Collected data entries

--- START ---

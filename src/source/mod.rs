//! Source object stores
//!
//! The migration pipeline reads from any [`ObjectSource`]. Two implementations
//! ship with the crate:
//!
//! - `S3Source` (feature `s3-native`): AWS S3 and S3-compatible services
//! - [`MemorySource`]: in-memory objects, used by tests and local dry runs

mod error;
mod memory;

#[cfg(feature = "s3-native")]
mod s3;

pub use error::{SourceError, SourceResult};
pub use memory::{MemorySource, SourceCall};

#[cfg(feature = "s3-native")]
pub use s3::S3Source;

use async_trait::async_trait;
use futures::stream::BoxStream;
use tokio::io::AsyncRead;

/// Streaming reader over an object's bytes
pub type ObjectReader = Box<dyn AsyncRead + Unpin + Send>;

/// Lazy, flat sequence of descriptors for one container
pub type ObjectStream = BoxStream<'static, SourceResult<ObjectDescriptor>>;

/// One listed source object
#[derive(Debug, Clone, PartialEq, Eq)]
pub struct ObjectDescriptor {
    /// Container (bucket) holding the object
    pub container: String,

    /// Object key within the container
    pub key: String,

    /// Size in bytes
    pub size: u64,

    /// MIME type, when the listing provides one
    pub content_type: Option<String>,
}

impl ObjectDescriptor {
    pub fn new(container: impl Into<String>, key: impl Into<String>, size: u64) -> Self {
        Self {
            container: container.into(),
            key: key.into(),
            size,
            content_type: None,
        }
    }

    /// Zero-size objects are directory markers and never transferred
    pub fn is_directory_marker(&self) -> bool {
        self.size == 0
    }

    /// Destination path: `/<container>/<key>`
    pub fn destination_path(&self) -> String {
        format!("/{}/{}", self.container, self.key)
    }
}

/// An opened source object ready to be streamed
pub struct SourceObject {
    pub reader: ObjectReader,
    pub size: u64,
    pub content_type: String,
}

impl std::fmt::Debug for SourceObject {
    fn fmt(&self, f: &mut std::fmt::Formatter<'_>) -> std::fmt::Result {
        f.debug_struct("SourceObject")
            .field("size", &self.size)
            .field("content_type", &self.content_type)
            .finish_non_exhaustive()
    }
}

/// Read side of a migration
///
/// Implementors must be `Send + Sync`: one source is shared by every transfer task.
#[async_trait]
pub trait ObjectSource: Send + Sync {
    /// Names of every container visible to the caller
    async fn list_containers(&self) -> SourceResult<Vec<String>>;

    /// Objects in `container` whose key starts with `prefix`
    ///
    /// Pagination is hidden behind the stream. A page that fails to load
    /// surfaces as an `Err` item.
    fn list_objects(&self, container: &str, prefix: Option<&str>) -> ObjectStream;

    /// Open an object for streaming
    ///
    /// # Errors
    ///
    /// Returns `SourceError::NotFound` if the key does not exist.
    async fn open_object(&self, container: &str, key: &str) -> SourceResult<SourceObject>;

    /// Remove an object
    async fn delete_object(&self, container: &str, key: &str) -> SourceResult<()>;

    /// Short name used in log output
    fn source_name(&self) -> &str;
}

#[cfg(test)]
mod tests {
    use super::*;

    #[test]
    fn test_destination_path() {
        let desc = ObjectDescriptor::new("b1", "dir/a.txt", 10);
        assert_eq!(desc.destination_path(), "/b1/dir/a.txt");
    }

    #[test]
    fn test_directory_marker() {
        assert!(ObjectDescriptor::new("b1", "dir/", 0).is_directory_marker());
        assert!(!ObjectDescriptor::new("b1", "a.txt", 1).is_directory_marker());
    }
}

--- END ---

Restate the records word for word, keeping every line.

### SOLUTION BELOW
filename src/source/mod.rs
//! Source object stores
//!
//! The migration pipeline reads from any [`ObjectSource`]. Two implementations
//! ship with the crate:
//!
//! - `S3Source` (feature `s3-native`): AWS S3 and S3-compatible services
//! - [`MemorySource`]: in-memory objects, used by tests and local dry runs

mod error;
mod memory;

#[cfg(feature = "s3-native")]
mod s3;

pub use error::{SourceError, SourceResult};
pub use memory::{MemorySource, SourceCall};

#[cfg(feature = "s3-native")]
pub use s3::S3Source;

use async_trait::async_trait;
use futures::stream::BoxStream;
use tokio::io::AsyncRead;

/// Streaming reader over an object's bytes
pub type ObjectReader = Box<dyn AsyncRead + Unpin + Send>;

/// Lazy, flat sequence of descriptors for one container
pub type ObjectStream = BoxStream<'static, SourceResult<ObjectDescriptor>>;

/// One listed source object
#[derive(Debug, Clone, PartialEq, Eq)]
pub struct ObjectDescriptor {
    /// Container (bucket) holding the object
    pub container: String,

    /// Object key within the container
    pub key: String,

    /// Size in bytes
    pub size: u64,

    /// MIME type, when the listing provides one
    pub content_type: Option<String>,
}

impl ObjectDescriptor {
    pub fn new(container: impl Into<String>, key: impl Into<String>, size: u64) -> Self {
        Self {
            container: container.into(),
            key: key.into(),
            size,
            content_type: None,
        }
    }

    /// Zero-size objects are directory markers and never transferred
    pub fn is_directory_marker(&self) -> bool {
        self.size == 0
    }

    /// Destination path: `/<container>/<key>`
    pub fn destination_path(&self) -> String {
        format!("/{}/{}", self.container, self.key)
    }
}

/// An opened source object ready to be streamed
pub struct SourceObject {
    pub reader: ObjectReader,
    pub size: u64,
    pub content_type: String,
}

impl std::fmt::Debug for SourceObject {
    fn fmt(&self, f: &mut std::fmt::Formatter<'_>) -> std::fmt::Result {
        f.debug_struct("SourceObject")
            .field("size", &self.size)
            .field("content_type", &self.content_type)
            .finish_non_exhaustive()
    }
}

/// Read side of a migration
///
/// Implementors must be `Send + Sync`: one source is shared by every transfer task.
#[async_trait]
pub trait ObjectSource: Send + Sync {
    /// Names of every container visible to the caller
    async fn list_containers(&self) -> SourceResult<Vec<String>>;

    /// Objects in `container` whose key starts with `prefix`
    ///
    /// Pagination is hidden behind the stream. A page that fails to load
    /// surfaces as an `Err` item.
    fn list_objects(&self, container: &str, prefix: Option<&str>) -> ObjectStream;

    /// Open an object for streaming
    ///
    /// # Errors
    ///
    /// Returns `SourceError::NotFound` if the key does not exist.
    async fn open_object(&self, container: &str, key: &str) -> SourceResult<SourceObject>;

    /// Remove an object
    async fn delete_object(&self, container: &str, key: &str) -> SourceResult<()>;

    /// Short name used in log output
    fn source_name(&self) -> &str;
}

#[cfg(test)]
mod tests {
    use super::*;

    #[test]
    fn test_destination_path() {
        let desc = ObjectDescriptor::new("b1", "dir/a.txt", 10);
        assert_eq!(desc.destination_path(), "/b1/dir/a.txt");
    }

    #[test]
    fn test_directory_marker() {
        assert!(ObjectDescriptor::new("b1", "dir/", 0).is_directory_marker());
        assert!(!ObjectDescriptor::new("b1", "a.txt", 1).is_directory_marker());
    }
}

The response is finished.